A Arte na Rua – Você lembra quando lhe despertou o interesse pela arte urbana?

Renata Almendra – Eu sempre tive, apesar de não ser artista infelizmente, eu sempre tive um olhar muito voltado para arte. Minha família materna inteira é cheia de artistas, músicos, artes cênicas, artes visuais. Eu nasci nesse meio, com esse olhar bem aguçado para arte que nos envolve. A arte urbana foi surgindo, foi aumentando e fui me ligando nela cada dia mais. Mas confesso que esse desejo maior de conhecer mais sobre a arte urbana veio a partir de uma viagem que fiz em 2013. Eu fui para Colômbia e passei uma semana em Bogotá. Lá, fiquei completamente louca! Os grafites do local são painéis gigantes, laterais de prédios. Saí circulando de táxi e ônibus pela cidade, vendo aqueles andaimes com aqueles meninos fazendo a arte nos prédios. É uma arte muito ligada àquele território, referência de uma ancestralidade indígena. Grafites bem interessantes, altos e diferenciados que me fez trazer esse pensamento para Brasília. Nossa! Como é na cidade onde moro? Como é essa relação do grafite com o território, com a cidade? Como é que é isso? Aí, foi me instigando até um ponto que a ideia do livro nasceu nesse momento. Eu vou registrar esse grafite em Brasília, que também é muito especial, por ser uma cidade modernista, planejada. Isso deixa ela singular, diferente de outras cidades mais tradicionais. Brasília, criada pelos traços de Lúcio Costa, é uma cidade bem diferente. A gente tem essas críticas de que Brasília não tem rua, não tem esquina, não tem praça, não tem parede, os prédios residenciais todos têm pilotis (suspenso por pilares, elevados do nível do solo), então a ausência de paredes nos prédios, não formam ruas nem muros cegos. Então, cadê o grafite na cidade? O grafite em Brasília cresceu muito e é muito pulsante. Esse interesse veio a partir dessa viagem mesmo que me fez olhar para o meu canto.

AAR – A partir daí o que lhe chamou mais atenção?

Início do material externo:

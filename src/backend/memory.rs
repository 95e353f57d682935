//! Process-local backend.
//!
//! Mirrors the ClickHouse table semantics closely enough for local runs and
//! tests: samples are appended per series, and label descriptors collapse on
//! `(date, fingerprint)` with the last write winning.

use super::Backend;
use crate::core::{Fingerprint, GatewayError, LabelDescriptorRow, Result, SampleRow};
use chrono::NaiveDate;
use parking_lot::RwLock;
use std::collections::{BTreeMap, HashMap};
use std::sync::atomic::{AtomicBool, Ordering};

pub struct MemoryBackend {
    samples: RwLock<HashMap<Fingerprint, Vec<SampleRow>>>,
    series: RwLock<BTreeMap<(NaiveDate, Fingerprint), String>>,
    available: AtomicBool,
    bootstrapped: AtomicBool,
}

impl Default for MemoryBackend {
    fn default() -> Self {
        Self::new()
    }
}

impl MemoryBackend {
    pub fn new() -> Self {
        Self {
            samples: RwLock::new(HashMap::new()),
            series: RwLock::new(BTreeMap::new()),
            available: AtomicBool::new(true),
            bootstrapped: AtomicBool::new(false),
        }
    }

    /// Simulates an outage: while unavailable every operation fails as if
    /// the server could not be reached.
    pub fn set_available(&self, available: bool) {
        self.available.store(available, Ordering::Relaxed);
    }

    pub fn is_bootstrapped(&self) -> bool {
        self.bootstrapped.load(Ordering::Relaxed)
    }

    /// Total stored samples across all series
    pub fn sample_count(&self) -> usize {
        self.samples.read().values().map(Vec::len).sum()
    }

    /// Distinct `(date, fingerprint)` descriptor rows
    pub fn series_count(&self) -> usize {
        self.series.read().len()
    }

    /// Stored label JSON for a descriptor row.
    pub fn labels_json(&self, date: NaiveDate, fingerprint: Fingerprint) -> Option<String> {
        self.series.read().get(&(date, fingerprint)).cloned()
    }

    fn check_available(&self) -> Result<()> {
        if self.available.load(Ordering::Relaxed) {
            Ok(())
        } else {
            Err(GatewayError::Unreachable("memory backend marked unavailable".to_string()))
        }
    }
}

#[async_trait::async_trait]
impl Backend for MemoryBackend {
    async fn bootstrap(&self) -> Result<()> {
        self.check_available()?;
        self.bootstrapped.store(true, Ordering::Relaxed);
        Ok(())
    }

    async fn insert_samples(&self, rows: &[SampleRow]) -> Result<()> {
        self.check_available()?;
        let mut samples = self.samples.write();
        for row in rows {
            samples.entry(row.fingerprint).or_default().push(row.clone());
        }
        Ok(())
    }

    async fn insert_label_descriptors(&self, rows: &[LabelDescriptorRow]) -> Result<()> {
        self.check_available()?;
        let mut series = self.series.write();
        for row in rows {
            series.insert((row.date, row.fingerprint), row.labels_json.clone());
        }
        Ok(())
    }

    async fn select_samples(&self, fingerprint: Fingerprint) -> Result<Vec<SampleRow>> {
        self.check_available()?;
        let mut rows = self
            .samples
            .read()
            .get(&fingerprint)
            .cloned()
            .unwrap_or_default();
        // Stable: equal timestamps keep insertion order
        rows.sort_by_key(|row| row.timestamp_ms);
        Ok(rows)
    }

    fn name(&self) -> &'static str {
        "memory"
    }
}

#[cfg(test)]
mod tests {
    use super::*;
    use crate::core::LabelSet;

    fn sample(fp: u64, ts: i64, line: &str) -> SampleRow {
        SampleRow::new(Fingerprint::from_u64(fp), ts, 0.0, line.to_string())
    }

    #[tokio::test]
    async fn test_select_orders_by_timestamp() {
        let backend = MemoryBackend::new();
        backend
            .insert_samples(&[sample(1, 30, "c"), sample(1, 10, "a"), sample(2, 5, "other")])
            .await
            .unwrap();
        backend.insert_samples(&[sample(1, 20, "b")]).await.unwrap();

        let rows = backend.select_samples(Fingerprint::from_u64(1)).await.unwrap();
        let lines: Vec<_> = rows.iter().map(|r| r.line.as_str()).collect();
        assert_eq!(lines, vec!["a", "b", "c"]);
        assert_eq!(backend.sample_count(), 4);
    }

    #[tokio::test]
    async fn test_select_unknown_series_is_empty() {
        let backend = MemoryBackend::new();
        assert!(backend
            .select_samples(Fingerprint::from_u64(99))
            .await
            .unwrap()
            .is_empty());
    }

    #[tokio::test]
    async fn test_label_descriptors_collapse_per_day() {
        let backend = MemoryBackend::new();
        let fp = Fingerprint::from_u64(7);
        let day = NaiveDate::from_ymd_opt(2024, 1, 1).unwrap();
        let next_day = NaiveDate::from_ymd_opt(2024, 1, 2).unwrap();
        let labels = LabelSet::new().with("job", "x");

        let row = LabelDescriptorRow::new(day, fp, &labels);
        backend
            .insert_label_descriptors(&[row.clone(), row])
            .await
            .unwrap();
        backend
            .insert_label_descriptors(&[LabelDescriptorRow::new(next_day, fp, &labels)])
            .await
            .unwrap();

        assert_eq!(backend.series_count(), 2);
        assert_eq!(backend.labels_json(day, fp).as_deref(), Some("{\"job\":\"x\"}"));
    }

    #[tokio::test]
    async fn test_unavailable_backend_fails() {
        let backend = MemoryBackend::new();
        backend.set_available(false);

        assert!(backend.bootstrap().await.is_err());
        let err = backend.insert_samples(&[sample(1, 1, "x")]).await.unwrap_err();
        assert!(err.is_recoverable());
        assert!(!backend.is_bootstrapped());

        backend.set_available(true);
        backend.bootstrap().await.unwrap();
        assert!(backend.is_bootstrapped());
    }
}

RA – É o que justamente estou dizendo: é onde o grafite se encaixa nessa cidade diferente. Ele está em viadutos, está nas passagens subterrâneas, que são locais temidos para quem vai atravessar de um ponto para outro das Asas Sul e Norte. Quem vai passar por baixo do Eixão usa essas passagens que são galerias de grafites, além de outros pontos da cidade que acabam tendo essa referência maior.

AAR – As intervenções surgiram primeiro nas cidades satélites?

RA – Eu acho que surgiram juntos. As cidades satélites por serem periferia, claro que sempre tiveram a manifestação do Hip Hop mais forte. Ceilândia, por exemplo, é uma cidade satélite que tem esse movimento desde a década de 80. Nela foi lançada uma das primeiras crews de grafite que se chama DF Zulu, um grupo de Hip Hop da cidade que tem representantes no grafite, break, DJ, e todas as manifestações relacionadas à essa cultura. O grafite nas cidades satélites é muito forte, mas, também no Plano Piloto em Brasília. Pelo fato de o Plano ser o centro administrativo e agregar o lugar de trabalho de muita gente, mesmo de quem mora nas cidades satélites, torna-se o lugar onde as pessoas circulam durante o dia. Querendo ou não, quem vive nas satélites circula pelo Plano. O contrário não acontece, o pessoal do Plano não circula tanto pelas satélites. Então o Plano acaba sendo o lugar de grande visibilidade do grafite. O pessoal sai das cidades satélites e vem grafitar muito no Plano Piloto.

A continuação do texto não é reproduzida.